Table 2. Requirements for managed servers
Requirement Security fix installation Health monitoring
Python and Python3 (installed and on the PATH for all users) Python 3 (version 3.5 or later) Python 3 (version 3.5 or later)
Java™ (installed and on the PATH for all users) (WebSphere Application Server Liberty only) Required Required
Windows servers must have PowerShell 5.1 or later installed Required Required
Servers must be accessible from WebSphere Automation with SSH (Linux or UNIX), or SSH or WinRM (Windows) Required Required
All Linux and UNIX servers must be accessible with the same SSH credentials and user account. Windows servers must be accessible with the same SSH or WinRM credentials and user account. Required Required
The user account must have permissions to use the wsadmin script (WebSphere Application Server) or the server script (WebSphere Application Server Liberty) Required Required
On Linux and UNIX servers, the user account must have at least read access to the WebSphere Application Server or WebSphere Application Server Liberty installation and profile directories. If the owner of these installation or profile directories is different from the user account, the user account must have ability to become that user by using the sudo command. Required Required
On Linux and UNIX servers, if a custom data location was used when Installation Manager was installed in group mode, Installation Manager must either be reinstalled without a custom data location or the InstallationManager.dat file must be placed in the following location.

/user_home_directory/var/ibm/InstallationManager_Group/etc/.ibm/registry/InstallationManager.dat

The InstallationManager.dat file is typically located in the following location.

application_data_location/etc/.ibm/registry/InstallationManager.dat

If Installation Manager is installed in administrator mode, the installation must be managed by a user with administrator privileges.

You can specify the user account that is to be used for executing the Installation Manager commands. For more information, see Installing a fix.

 Required N/A

On WebSphere Application Server installations, the user profile specified for the ansible_user parameter must have read access to the following files and their parent directories.
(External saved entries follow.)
//! Pagination and sort state of the users table, and its URL form.
//!
//! The URL form is `?page=<activePage>&sort=<field>,<order>`, with a 1-based
//! page. [`PaginationState::reduce`] is the only way the state changes in
//! response to user interaction.

use std::fmt;
use std::ops::RangeInclusive;
use std::str::FromStr;

use thiserror::Error;

use crate::query::QueryParams;

pub const ITEMS_PER_PAGE: usize = 20;

/// Numbered buttons shown by the pager at once.
pub const MAX_PAGE_BUTTONS: u32 = 5;

#[derive(Debug, Clone, PartialEq, Eq, Error)]
pub enum ParseSortError {
    #[error("unknown sort field `{0}`")]
    UnknownField(String),
    #[error("unknown sort order `{0}`")]
    UnknownOrder(String),
    #[error("sort must look like `<field>,<asc|desc>`, got `{0}`")]
    Malformed(String),
}

#[derive(Debug, Clone, Copy, PartialEq, Eq, Default)]
pub enum SortOrder {
    #[default]
    Asc,
    Desc,
}

impl SortOrder {
    pub fn flipped(self) -> Self {
        match self {
            Self::Asc => Self::Desc,
            Self::Desc => Self::Asc,
        }
    }

    pub fn as_str(self) -> &'static str {
        match self {
            Self::Asc => "asc",
            Self::Desc => "desc",
        }
    }
}

impl fmt::Display for SortOrder {
    fn fmt(&self, f: &mut fmt::Formatter<'_>) -> fmt::Result {
        f.write_str(self.as_str())
    }
}

impl FromStr for SortOrder {
    type Err = ParseSortError;

    fn from_str(s: &str) -> Result<Self, Self::Err> {
        match s {
            "asc" => Ok(Self::Asc),
            "desc" => Ok(Self::Desc),
            other => Err(ParseSortError::UnknownOrder(other.to_owned())),
        }
    }
}

/// Sortable columns of the users table.
#[derive(Debug, Clone, Copy, PartialEq, Eq, Default)]
pub enum SortField {
    #[default]
    Id,
    Login,
    Email,
    LangKey,
    CreatedDate,
    LastModifiedBy,
    LastModifiedDate,
}

impl SortField {
    pub const ALL: [Self; 7] = [
        Self::Id,
        Self::Login,
        Self::Email,
        Self::LangKey,
        Self::CreatedDate,
        Self::LastModifiedBy,
        Self::LastModifiedDate,
    ];

    /// Field name as the backend and the URL spell it.
    pub fn as_str(self) -> &'static str {
        match self {
            Self::Id => "id",
            Self::Login => "login",
            Self::Email => "email",
            Self::LangKey => "langKey",
            Self::CreatedDate => "createdDate",
            Self::LastModifiedBy => "lastModifiedBy",
            Self::LastModifiedDate => "lastModifiedDate",
        }
    }
}

impl fmt::Display for SortField {
    fn fmt(&self, f: &mut fmt::Formatter<'_>) -> fmt::Result {
        f.write_str(self.as_str())
    }
}

impl FromStr for SortField {
    type Err = ParseSortError;

    fn from_str(s: &str) -> Result<Self, Self::Err> {
        Self::ALL
            .into_iter()
            .find(|field| field.as_str() == s)
            .ok_or_else(|| ParseSortError::UnknownField(s.to_owned()))
    }
}

/// Parses `"<field>,<order>"`.
pub fn parse_sort(spec: &str) -> Result<(SortField, SortOrder), ParseSortError> {
    let (field, order) = spec
        .split_once(',')
        .ok_or_else(|| ParseSortError::Malformed(spec.to_owned()))?;
    Ok((field.parse()?, order.parse()?))
}

/// Parses a 1-based page number.
pub fn parse_page(raw: &str) -> Option<u32> {
    raw.trim().parse::<u32>().ok().filter(|page| *page >= 1)
}

/// User interactions that move the pagination state.
#[derive(Debug, Clone, Copy, PartialEq, Eq)]
pub enum PaginationEvent {
    /// Column header clicked: sort by that column, flipping the order.
    Sort(SortField),
    /// Pager clicked: jump to this 1-based page.
    Page(u32),
}

#[derive(Debug, Clone, PartialEq, Eq)]
pub struct PaginationState {
    pub active_page: u32,
    pub items_per_page: usize,
    pub sort: SortField,
    pub order: SortOrder,
}

impl Default for PaginationState {
    fn default() -> Self {
        Self::new(ITEMS_PER_PAGE)
    }
}

impl PaginationState {
    pub fn new(items_per_page: usize) -> Self {
        Self {
            active_page: 1,
            items_per_page,
            sort: SortField::default(),
            order: SortOrder::default(),
        }
    }

    /// Initial state for a location: `page` and `sort` each apply when
    /// present and valid, everything else keeps its default.
    pub fn from_search(search: &str, items_per_page: usize) -> Self {
        let params = QueryParams::parse(search);
        let mut state = Self::new(items_per_page);
        if let Some(page) = params.get("page").and_then(parse_page) {
            state.active_page = page;
        }
        match params.get("sort").map(parse_sort) {
            Some(Ok((sort, order))) => {
                state.sort = sort;
                state.order = order;
            }
            Some(Err(err)) => log::debug!("ignoring sort parameter: {err}"),
            None => {}
        }
        state
    }

    /// State after an external URL change. Both `page` and `sort` must be
    /// present and valid, otherwise the URL is not a pagination URL and
    /// `None` is returned.
    pub fn with_search(&self, search: &str) -> Option<Self> {
        let params = QueryParams::parse(search);
        let page = params.get("page").and_then(parse_page)?;
        let (sort, order) = params.get("sort").map(parse_sort)?.ok()?;
        Some(Self {
            active_page: page,
            sort,
            order,
            ..self.clone()
        })
    }

    pub fn reduce(&self, event: PaginationEvent) -> Self {
        match event {
            PaginationEvent::Sort(field) => Self {
                sort: field,
                order: self.order.flipped(),
                ..self.clone()
            },
            PaginationEvent::Page(page) => Self {
                active_page: page.max(1),
                ..self.clone()
            },
        }
    }

    /// Zero-based page index for the backend.
    pub fn page_index(&self) -> u32 {
        self.active_page.saturating_sub(1)
    }

    /// `"<field>,<order>"`.
    pub fn sort_spec(&self) -> String {
        format!("{},{}", self.sort, self.order)
    }

    /// `?page=<activePage>&sort=<field>,<order>`.
    pub fn to_search(&self) -> String {
        format!("?page={}&sort={}", self.active_page, self.sort_spec())
    }
}

/// `ceil(total_items / items_per_page)`.
pub fn page_count(total_items: u64, items_per_page: usize) -> u32 {
    if items_per_page == 0 {
        return 0;
    }
    let pages = total_items.div_ceil(items_per_page as u64);
    u32::try_from(pages).unwrap_or(u32::MAX)
}

/// Numbered pages the pager shows: at most `max_buttons`, centred on
/// `active_page` where possible and clamped to `1..=total_pages`.
pub fn page_window(active_page: u32, total_pages: u32, max_buttons: u32) -> RangeInclusive<u32> {
    if total_pages == 0 || max_buttons == 0 {
        return 1..=0;
    }
    if total_pages <= max_buttons {
        return 1..=total_pages;
    }
    let active = active_page.clamp(1, total_pages);
    let start = active
        .saturating_sub(max_buttons / 2)
        .max(1)
        .min(total_pages - max_buttons + 1);
    start..=start + max_buttons - 1
}

/// The "Showing a - b of n items." line under the table.
#[derive(Debug, Clone, Copy, PartialEq, Eq)]
pub struct ItemCount {
    pub first: u64,
    pub last: u64,
    pub total: u64,
}

impl ItemCount {
    /// A page past the end, or an empty result, counts as `0 - 0`.
    pub fn new(active_page: u32, items_per_page: usize, total: u64) -> Self {
        let per_page = items_per_page as u64;
        let start = u64::from(active_page.max(1) - 1) * per_page;
        if per_page == 0 || start >= total {
            return Self {
                first: 0,
                last: 0,
                total,
            };
        }
        Self {
            first: start + 1,
            last: (start + per_page).min(total),
            total,
        }
    }
}

impl fmt::Display for ItemCount {
    fn fmt(&self, f: &mut fmt::Formatter<'_>) -> fmt::Result {
        write!(
            f,
            "Showing {} - {} of {} items.",
            self.first, self.last, self.total
        )
    }
}
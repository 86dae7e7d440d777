mod checkbox_demo;
mod nav_bar;
pub mod users;

pub use checkbox_demo::checkbox_demo;
pub use nav_bar::{nav_bar, route_placeholder};
pub use users::users_panel;
//! The signed-in account, used to keep admins from deleting themselves.

use std::any::Any;

use roster_states::{
    Command, CommandFuture, CommandSnapshot, Compute, LatestOnlyUpdater, SnapshotClone, assign_impl,
};

use crate::BusinessConfig;
use crate::user::Account;
use crate::user_management::api;

#[derive(Debug, Clone, Default, PartialEq, Eq)]
pub enum AccountStatus {
    #[default]
    Unknown,
    Loaded(Account),
    Error(String),
}

#[derive(Debug, Clone, Default, PartialEq, Eq)]
pub struct AccountCompute {
    pub status: AccountStatus,
}

impl AccountCompute {
    pub fn login(&self) -> Option<&str> {
        match &self.status {
            AccountStatus::Loaded(account) => Some(account.login.as_str()),
            _ => None,
        }
    }
}

impl SnapshotClone for AccountCompute {}

impl Compute for AccountCompute {
    fn as_any(&self) -> &dyn Any {
        self
    }

    fn assign_box(&mut self, new_self: Box<dyn Any + Send>) {
        assign_impl(self, new_self);
    }
}

#[derive(Debug, Default)]
pub struct FetchAccountCommand;

impl Command for FetchAccountCommand {
    fn run(&self, snap: CommandSnapshot, updater: LatestOnlyUpdater) -> CommandFuture {
        let config = snap.state::<BusinessConfig>().clone();

        Box::pin(async move {
            let status = match api::get_account(&config).await {
                Ok(account) => {
                    log::info!("signed in as {}", account.login);
                    AccountStatus::Loaded(account)
                }
                Err(err) => {
                    log::warn!("fetching account failed: {err}");
                    AccountStatus::Error(err.to_string())
                }
            };
            updater.set(AccountCompute { status });
        })
    }
}
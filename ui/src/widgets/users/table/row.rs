//! Row rendering for the users table.

use egui_extras::TableRow;
use roster_business::{USER_MANAGEMENT_BASE, User, UserRoute, format_date};

pub use super::cells::RowAction;
use super::cells::{
    render_action_links, render_activation_cell, render_authorities_cell, render_link_cell,
    render_text_cell,
};

/// Data needed to render a user row.
pub struct UserRowData<'a> {
    pub user: &'a User,
    pub can_delete: bool,
}

/// Renders one user. Returns the action a click asked for, if any.
#[inline]
pub fn render_user_row(row: &mut TableRow<'_, '_>, data: &UserRowData<'_>) -> Option<RowAction> {
    let user = data.user;
    let base = USER_MANAGEMENT_BASE;
    let mut action = None;

    row.col(|ui| {
        let id = user.id.map(|id| id.to_string()).unwrap_or_default();
        action = render_link_cell(ui, &id, UserRoute::View(&user.login).path(base));
    });
    row.col(|ui| render_text_cell(ui, &user.login));
    row.col(|ui| render_text_cell(ui, user.email.as_deref().unwrap_or_default()));
    row.col(|ui| {
        if render_activation_cell(ui, user.activated) {
            action = Some(RowAction::ToggleActive);
        }
    });
    row.col(|ui| render_text_cell(ui, user.lang_key.as_deref().unwrap_or_default()));
    row.col(|ui| render_authorities_cell(ui, user));
    row.col(|ui| render_text_cell(ui, &format_date(user.created_date.as_ref())));
    row.col(|ui| render_text_cell(ui, user.last_modified_by.as_deref().unwrap_or_default()));
    row.col(|ui| render_text_cell(ui, &format_date(user.last_modified_date.as_ref())));
    row.col(|ui| {
        let links = render_action_links(
            ui,
            UserRoute::View(&user.login).path(base),
            UserRoute::Edit(&user.login).path(base),
            UserRoute::Delete(&user.login).path(base),
            data.can_delete,
        );
        action = links.or(action.take());
    });

    action
}
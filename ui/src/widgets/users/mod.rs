//! Users screen widgets.
//!
//! - `panel`: heading, table and footer, wired to the store
//! - `pagination`: item count and pager
//! - `table`: table rendering components (columns, header, row, cells)

mod pagination;
mod panel;
pub mod table;

pub use panel::users_panel;
//! The users screen: heading, table, item count and pager.

use egui::{Align, Layout, Response, Ui};
use egui_extras::TableBuilder;
use roster_business::user_management::{
    AccountCompute, UpdateUserInput, UserManagementState, UsersPageCompute, paginate_users,
    sort_users, toggle_active,
};
use roster_business::{Router, SortField, USER_MANAGEMENT_BASE, User, UserRoute, can_delete};
use roster_states::StateCtx;

use super::pagination::render_pagination;
use super::table::columns::{HEADER_HEIGHT, ROW_HEIGHT, table_columns};
use super::table::header::render_table_header;
use super::table::row::{RowAction, UserRowData, render_user_row};
use crate::utils::colors::COLOR_RED;

enum PanelAction {
    Sort(SortField),
    Page(u32),
    Toggle(User),
    Navigate(String),
}

pub fn users_panel(state_ctx: &mut StateCtx, ui: &mut Ui) -> Response {
    let pagination = state_ctx
        .state::<UserManagementState>()
        .pagination()
        .clone();
    let page = state_ctx
        .cached::<UsersPageCompute>()
        .cloned()
        .unwrap_or_default();
    let account_login = state_ctx
        .cached::<AccountCompute>()
        .and_then(AccountCompute::login)
        .map(str::to_owned);
    let updates = state_ctx.state::<UpdateUserInput>();
    let updating = updates.is_busy();
    let update_failures = updates.failures.clone();

    let mut action = None;

    let response = ui.vertical(|ui| {
        ui.horizontal(|ui| {
            ui.heading("Users");
            ui.with_layout(Layout::right_to_left(Align::Center), |ui| {
                if ui.button("Create a new user").clicked() {
                    action = Some(PanelAction::Navigate(
                        UserRoute::New.path(USER_MANAGEMENT_BASE),
                    ));
                }
                if page.is_loading() || updating {
                    ui.spinner();
                }
            });
        });
        ui.add_space(8.0);

        let mut builder = TableBuilder::new(ui)
            .id_salt("users_table")
            .striped(true)
            .resizable(false)
            .vscroll(false)
            .cell_layout(Layout::left_to_right(Align::Center));
        for column in table_columns() {
            builder = builder.column(column);
        }
        builder
            .header(HEADER_HEIGHT, |mut header| {
                if let Some(field) = render_table_header(&mut header, &pagination) {
                    action = Some(PanelAction::Sort(field));
                }
            })
            .body(|mut body| {
                for user in &page.users {
                    body.row(ROW_HEIGHT, |mut row| {
                        let data = UserRowData {
                            user,
                            can_delete: can_delete(account_login.as_deref(), user),
                        };
                        match render_user_row(&mut row, &data) {
                            Some(RowAction::ToggleActive) => {
                                action = Some(PanelAction::Toggle(user.clone()));
                            }
                            Some(RowAction::Navigate(href)) => {
                                action = Some(PanelAction::Navigate(href));
                            }
                            None => {}
                        }
                    });
                }
            });

        if let Some(message) = page.error_message() {
            ui.colored_label(COLOR_RED, format!("Error: {message}"));
        }
        for message in &update_failures {
            ui.colored_label(COLOR_RED, format!("Update failed: {message}"));
        }

        if page.has_items() {
            ui.add_space(8.0);
            if let Some(target) = render_pagination(ui, &pagination, page.total_items) {
                action = Some(PanelAction::Page(target));
            }
        }
    });

    match action {
        Some(PanelAction::Sort(field)) => sort_users(state_ctx, field),
        Some(PanelAction::Page(target)) => paginate_users(state_ctx, target),
        Some(PanelAction::Toggle(user)) => toggle_active(state_ctx, &user),
        Some(PanelAction::Navigate(href)) => {
            state_ctx.update::<Router>(|router| router.push(&href));
        }
        None => {}
    }

    response.response
}
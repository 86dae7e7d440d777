use std::any::{Any, type_name};

/// Copies a value into a [`CommandSnapshot`](crate::CommandSnapshot).
///
/// Values that return `None` are invisible to commands.
pub trait SnapshotClone {
    fn clone_boxed(&self) -> Option<Box<dyn Any + Send>> {
        None
    }
}

/// A value stored in [`StateCtx`](crate::StateCtx) and mutated by the UI thread.
pub trait State: Any + SnapshotClone {
    fn as_any(&self) -> &dyn Any;

    fn as_any_mut(&mut self) -> &mut dyn Any;

    fn assign_box(&mut self, new_self: Box<dyn Any + Send>);
}

/// Replaces `this` with the boxed value when the types match.
pub fn state_assign_impl<T: State>(this: &mut T, new_self: Box<dyn Any + Send>) {
    match new_self.downcast::<T>() {
        Ok(value) => *this = *value,
        Err(_) => log::warn!("state_assign_impl: type mismatch for {}", type_name::<T>()),
    }
}
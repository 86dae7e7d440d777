//! Checkbox demonstration block.

use egui::{Checkbox, Ui};
use roster_business::{CATEGORIES, CITIES, Category, CheckboxDemoState};
use roster_states::StateCtx;

enum DemoChange {
    Checked(bool),
    City(&'static str, bool),
    Category(Category, bool),
}

pub fn checkbox_demo(state_ctx: &mut StateCtx, ui: &mut Ui) {
    let demo = state_ctx.state::<CheckboxDemoState>().clone();
    let mut changes = Vec::new();

    ui.heading("Checkbox");

    ui.label("Basic");
    let mut checked = demo.checked;
    if ui.checkbox(&mut checked, demo.checked_label()).changed() {
        changes.push(DemoChange::Checked(checked));
    }
    ui.add_space(8.0);

    ui.label("Multiple");
    ui.horizontal_wrapped(|ui| {
        for city in CITIES {
            let mut selected = demo.is_city_selected(city);
            if ui.checkbox(&mut selected, city).changed() {
                changes.push(DemoChange::City(city, selected));
            }
        }
    });
    ui.label(format!("Selected cities: {}", demo.selected_cities.join(", ")));
    ui.add_space(8.0);

    ui.label("Dynamic values, preselection, value binding and disabled option");
    ui.horizontal_wrapped(|ui| {
        for category in CATEGORIES {
            let mut selected = demo.is_category_selected(&category);
            let checkbox = Checkbox::new(&mut selected, category.name);
            if ui.add_enabled(!category.is_disabled(), checkbox).changed() {
                changes.push(DemoChange::Category(category, selected));
            }
        }
    });
    let keys: Vec<&str> = demo.selected_categories.iter().map(|c| c.key).collect();
    ui.label(format!("Selected categories: {}", keys.join(", ")));

    if changes.is_empty() {
        return;
    }
    state_ctx.update::<CheckboxDemoState>(|state| {
        for change in changes {
            match change {
                DemoChange::Checked(checked) => state.checked = checked,
                DemoChange::City(city, checked) => state.set_city(city, checked),
                DemoChange::Category(category, checked) => state.set_category(category, checked),
            }
        }
    });
}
  • app_server_root/properties/profileRegistry.xml
  • app_server_root/properties/version/installed.xml

For more information, see Runbook logs contain file access permission errors in the troubleshooting documentation.

 Required Required
The user account must have access to heap dump files that are generated by WebSphere Application Server or WebSphere Application Server Liberty N/A Required
On Windows servers, the user account must either have:
  • Administrative permissions and the SeDebugPrivilege Windows privilege enabled. SeDebugPrivilege is enabled by default for administrators.
  • Nonadminstrator privileges but ownership of the WebSphere Application Server installation directory and access to the Installation Manager directory. The SeDebugPrivilege Windows privilege must not be enabled.
 Required N/A
Instana agent must be installed and configured to communicate with an installation of Instana. Instana is required for automated health detection and analysis. You must have an entitlement for Instana because it is not included with WebSphere Automation. For more information, see Setting up Instana to send alerts to WebSphere Automation. N/A Required
Note: If security is enabled for WebSphere Application Server traditional server, security credentials must be included in the soap.client.props file of each node where a heap dump might be generated.
com.ibm.SOAP.loginUserid=<USERID>
com.ibm.SOAP.loginPassword=<PASSWORD>
Note: For WebSphere Application Server Liberty servers, the Liberty profile cannot be running as an embedded process in another product.